From Nicolas Pike
Newbury Port [Mass.]
Jany 1st 1788
May it please your Excellency
Although a Permission to dedicate my Book to your Excellency, the honor of which, however, I had no right to claim, would have afforded me the highest gratification, yet your Excellency’s declining to grant it, though in the most obliging and condescending terms, was mortifying to a Breast glowing with Affection and Esteem.1
you will undoubtedly observe, Sir, that the date of my Dedication is prior to that of the Letter with which your Excellency was pleased to honor me:2 The reason of which is, that, although Mr Bowdoin is undoubtedly the first, and one of the best Characters in this State, yet, so unreasonable, cruel & unjust are the popular prejudices, that had I not fixed the date to a time antecedent to the existence of those Prejudices, which are the Offspring of Falshood & Ingnorance, I have great reason to believe it would have ruined the sale of my Book, so far as respects the common People.
Although your Excellency’s Library does not admit any useless Books, yet as that, which accompanies this, is the first fruit of my Labors, I hope your Excellency will ⟨mutilated⟩ the honor to accept it3 as a small token of the unfeigned Gratitude and Esteem, of your Excellency’s much obliged, and most obedient & hble Servant
Please, Sir, to make my Respects acceptable to Mr Lear.
ALS, PHi: Gratz Collection; Sprague transcript, DLC:GW.
3. GW replied from Mount Vernon on 20 June 1788: “Sir, I request you will accept my best thanks for your polite letter of Jany 1st (which did not get to my hand till yesterday) and also for the copy of your ‘System of Arithmetic’ which you were pleased to present to me. The handsome manner in which that Work is printed and the elegant manner in which it is bound, are pleasing proofs of the progress which the Arts are making in this Country. But I should do violence to my own feelings, if I suppressed an acknowledgment of the belief that the work itself is calculated to be equally useful and honorable to the United States.
“It is but right, however, to apprise you, that, deffedent of my own decision, the favorable opinion I entertain of your performance is founded rather on the explicit and ample testimonies of gentlemen confessedly possessed of great mathematical knowledge, than on the partial and incompetent attention I have been able to pay to it myself. But I must be permitted to remark that the subject, in my opinion, holds a higher rank in the literary scale than you are disposed to allow.

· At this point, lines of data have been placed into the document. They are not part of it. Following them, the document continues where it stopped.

//! Path-addressed artifact store
//!
//! Artifacts live as plain files under a scope's cache root, one file per
//! key, with no sidecar metadata.
//!
//! # Write protocol
//!
//! | Step | Location | Visible to GET |
//! |------|----------|----------------|
//! | stream body | scratch temp file | no |
//! | fsync | scratch temp file | no |
//! | rename | destination | yes, all at once |
//!
//! A PUT that fails or is cancelled before the rename leaves the previous
//! object untouched; the temp file is removed when it is dropped.

pub mod listing;
pub mod object;
pub mod resolve;

pub use listing::{list, Breadcrumb, DirectoryEntry, Listing};
pub use object::{ByteStream, ObjectStore, PutReceipt, StoredObject};
pub use resolve::{resolve, ArtifactKey};

use std::io;

/// Whether an IO error means "there is nothing at this path"
///
/// A file standing where a parent directory is expected counts as missing.
pub(crate) fn is_missing(err: &io::Error) -> bool {
    if err.kind() == io::ErrorKind::NotFound {
        return true;
    }
    #[cfg(unix)]
    {
        err.raw_os_error() == Some(libc::ENOTDIR)
    }
    #[cfg(not(unix))]
    {
        false
    }
}
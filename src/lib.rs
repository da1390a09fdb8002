//! Artifact cache - path-addressed build cache over HTTP
//!
//! Build agents GET and PUT artifacts by relative path; each path maps to a
//! plain file under a per-scope cache root. Writes are atomic, reads never
//! see partial objects, and a retention reaper evicts files that have not
//! been written for the configured number of days.

pub mod access;
pub mod audit;
pub mod cli;
pub mod config;
pub mod error;
pub mod reaper;
pub mod scope;
pub mod server;
pub mod store;

pub use error::{CacheError, CacheResult};
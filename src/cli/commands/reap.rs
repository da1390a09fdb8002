//! Reap command - one retention sweep over the selected scopes

use crate::audit::AuditLog;
use crate::cli::args::{OutputFormat, ReapArgs};
use crate::config::Config;
use crate::error::CacheResult;
use crate::reaper::{Reaper, RetentionPolicy, SweepReport};
use crate::scope::{Scope, ScopeRegistry};
use console::style;
use serde::Serialize;
use std::sync::Arc;

#[derive(Serialize)]
struct ScopeReport<'a> {
    scope: &'a str,
    #[serde(flatten)]
    report: &'a SweepReport,
}

/// Execute the reap command
pub async fn execute(args: ReapArgs, config: &Config) -> CacheResult<()> {
    let registry = ScopeRegistry::from_config(config)?;
    let scopes: Vec<Arc<Scope>> = if args.scope.is_empty() {
        registry.iter().cloned().collect()
    } else {
        args.scope
            .iter()
            .map(|name| registry.get(name))
            .collect::<CacheResult<_>>()?
    };

    let days = args.days.unwrap_or(config.reaper.expiration_days);
    let reaper = Reaper::new(RetentionPolicy::new(days)).dry_run(args.dry_run);
    let audit = AuditLog::new(config);

    let mut reports = Vec::with_capacity(scopes.len());
    for scope in &scopes {
        let report = reaper.sweep_scope(scope, &audit).await?;
        reports.push((scope.name().to_string(), report));
    }

    match args.format {
        OutputFormat::Table => print_table(&reports, days, args.dry_run),
        OutputFormat::Json => print_json(&reports)?,
        OutputFormat::Plain => print_plain(&reports),
    }

    Ok(())
}

fn print_table(reports: &[(String, SweepReport)], days: u32, dry_run: bool) {
    let verb = if dry_run { "would remove" } else { "removed" };
    println!(
        "Sweeping files older than {} day(s){}",
        days,
        if dry_run { " (dry run)" } else { "" }
    );

    for (scope, report) in reports {
        println!(
            "  {} {:<16} scanned {}, {} {} file(s), {} dir(s), {} bytes",
            style("•").cyan(),
            scope,
            report.scanned_files,
            verb,
            report.removed_files(),
            report.removed_dirs(),
            report.removed_bytes()
        );
        for err in &report.errors {
            println!(
                "    {} {} ({}): {}",
                style("!").red(),
                err.path.display(),
                err.action,
                err.error
            );
        }
    }

    if dry_run {
        println!();
        println!("Dry run - nothing removed.");
    }
}

fn print_json(reports: &[(String, SweepReport)]) -> CacheResult<()> {
    let rows: Vec<ScopeReport<'_>> = reports
        .iter()
        .map(|(scope, report)| ScopeReport { scope, report })
        .collect();
    println!("{}", serde_json::to_string_pretty(&rows)?);
    Ok(())
}

fn print_plain(reports: &[(String, SweepReport)]) {
    for (scope, report) in reports {
        println!(
            "{} {} {} {}",
            scope,
            report.removed_files(),
            report.removed_dirs(),
            report.removed_bytes()
        );
    }
}
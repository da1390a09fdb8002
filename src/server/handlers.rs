//! Request handlers

use super::AppState;
use crate::access::{Permission, Principal};
use crate::error::{CacheError, CacheResult};
use crate::scope::Scope;
use crate::store::{ByteStream, Listing};
use axum::body::Body;
use axum::extract::{Path, State};
use axum::http::{header, HeaderMap, Method, StatusCode};
use axum::response::{IntoResponse, Response};
use axum::Json;
use futures_util::TryStreamExt;
use std::io;
use std::sync::Arc;
use tracing::debug;

/// `GET|PUT /{scope}/repository/{*key}`; every other verb is not implemented
pub async fn repository(
    State(state): State<AppState>,
    method: Method,
    Path((scope, key)): Path<(String, String)>,
    headers: HeaderMap,
    body: Body,
) -> CacheResult<Response> {
    dispatch(&state, method, &scope, &key, &headers, body).await
}

/// `/{scope}/repository[/]` with no key
pub async fn repository_root(
    State(state): State<AppState>,
    method: Method,
    Path(scope): Path<String>,
    headers: HeaderMap,
    body: Body,
) -> CacheResult<Response> {
    dispatch(&state, method, &scope, "", &headers, body).await
}

async fn dispatch(
    state: &AppState,
    method: Method,
    scope: &str,
    key: &str,
    headers: &HeaderMap,
    body: Body,
) -> CacheResult<Response> {
    match method {
        Method::GET => get_artifact(state, scope, key, headers).await,
        Method::PUT => put_artifact(state, scope, key, headers, body).await,
        other => Err(CacheError::UnsupportedMethod(other.to_string())),
    }
}

async fn get_artifact(
    state: &AppState,
    scope_name: &str,
    key: &str,
    headers: &HeaderMap,
) -> CacheResult<Response> {
    let scope = authorize(state, scope_name, headers, Permission::Read).await?;

    let object = state
        .store
        .get(scope.root(), key)
        .await?
        .ok_or_else(|| CacheError::NotFound(key.to_string()))?;

    let last_modified = object
        .last_modified
        .format("%a, %d %b %Y %H:%M:%S GMT")
        .to_string();
    Response::builder()
        .status(StatusCode::OK)
        .header(header::CONTENT_TYPE, "application/octet-stream")
        .header(header::CONTENT_LENGTH, object.size)
        .header(header::LAST_MODIFIED, last_modified)
        .body(Body::from_stream(object.stream))
        .map_err(|e| CacheError::Internal(format!("building response: {}", e)))
}

async fn put_artifact(
    state: &AppState,
    scope_name: &str,
    key: &str,
    headers: &HeaderMap,
    body: Body,
) -> CacheResult<Response> {
    let scope = authorize(state, scope_name, headers, Permission::Write).await?;

    if let (Some(limit), Some(declared)) = (state.max_artifact_bytes, content_length(headers)) {
        if declared > limit {
            return Err(CacheError::PayloadTooLarge { limit });
        }
    }

    let stream: ByteStream = Box::pin(body.into_data_stream().map_err(io::Error::other));
    let receipt = state.store.put(scope.root(), key, stream).await?;

    state
        .audit
        .log(
            "artifact.stored",
            &serde_json::json!({
                "scope": scope.name(),
                "key": receipt.key,
                "size": receipt.size,
                "sha256": receipt.sha256,
            }),
        )
        .await;

    Ok((StatusCode::CREATED, Json(receipt)).into_response())
}

/// `GET /{scope}/browse`
pub async fn browse_root(
    State(state): State<AppState>,
    Path(scope): Path<String>,
    headers: HeaderMap,
) -> CacheResult<Json<Listing>> {
    browse_path(&state, &scope, "", &headers).await
}

/// `GET /{scope}/browse/{*path}`
pub async fn browse(
    State(state): State<AppState>,
    Path((scope, path)): Path<(String, String)>,
    headers: HeaderMap,
) -> CacheResult<Json<Listing>> {
    browse_path(&state, &scope, &path, &headers).await
}

async fn browse_path(
    state: &AppState,
    scope_name: &str,
    path: &str,
    headers: &HeaderMap,
) -> CacheResult<Json<Listing>> {
    let scope = authorize(state, scope_name, headers, Permission::Read).await?;
    let base_url = format!("{}/{}/browse", state.public_url, scope.name());
    let listing = crate::store::list(scope.root(), path, &base_url).await?;
    Ok(Json(listing))
}

/// `GET /health`
pub async fn health() -> &'static str {
    "ok"
}

/// Resolve the scope and check the caller's permission on it
///
/// Runs before any filesystem access for the request.
async fn authorize(
    state: &AppState,
    scope_name: &str,
    headers: &HeaderMap,
    required: Permission,
) -> CacheResult<Arc<Scope>> {
    let scope = state.scopes.get(scope_name)?;
    let principal = Principal::from_authorization(
        headers
            .get(header::AUTHORIZATION)
            .and_then(|value| value.to_str().ok()),
    );

    if let Err(err) = state.gate.check_permission(&principal, &scope, required).await {
        debug!(
            "{} gate denied {} on {}: {}",
            state.gate.gate_name(),
            required,
            scope.name(),
            err
        );
        state
            .audit
            .log(
                "access.denied",
                &serde_json::json!({
                    "scope": scope.name(),
                    "required": required,
                    "gate": state.gate.gate_name(),
                    "authenticated": principal != Principal::Anonymous,
                    "reason": err.to_string(),
                }),
            )
            .await;
        return Err(err);
    }
    Ok(scope)
}

fn content_length(headers: &HeaderMap) -> Option<u64> {
    headers
        .get(header::CONTENT_LENGTH)?
        .to_str()
        .ok()?
        .parse()
        .ok()
}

The science of figures, to a certain degree, is not only indispensably requisite in every walk of civilised life; but the investigation of mathematical truths accustoms the mind to method and correctness in reasoning, and is an employment peculiarly worthy of rational beings. In a clouded state of existence, when so many things appear precarious to the bewildered research, it is here that the rational faculties find a firm foundation to rest upon. From the high ground of mathematical and philosophical demonstration, we are insensibly led to far nobler speculations and subblimer meditations.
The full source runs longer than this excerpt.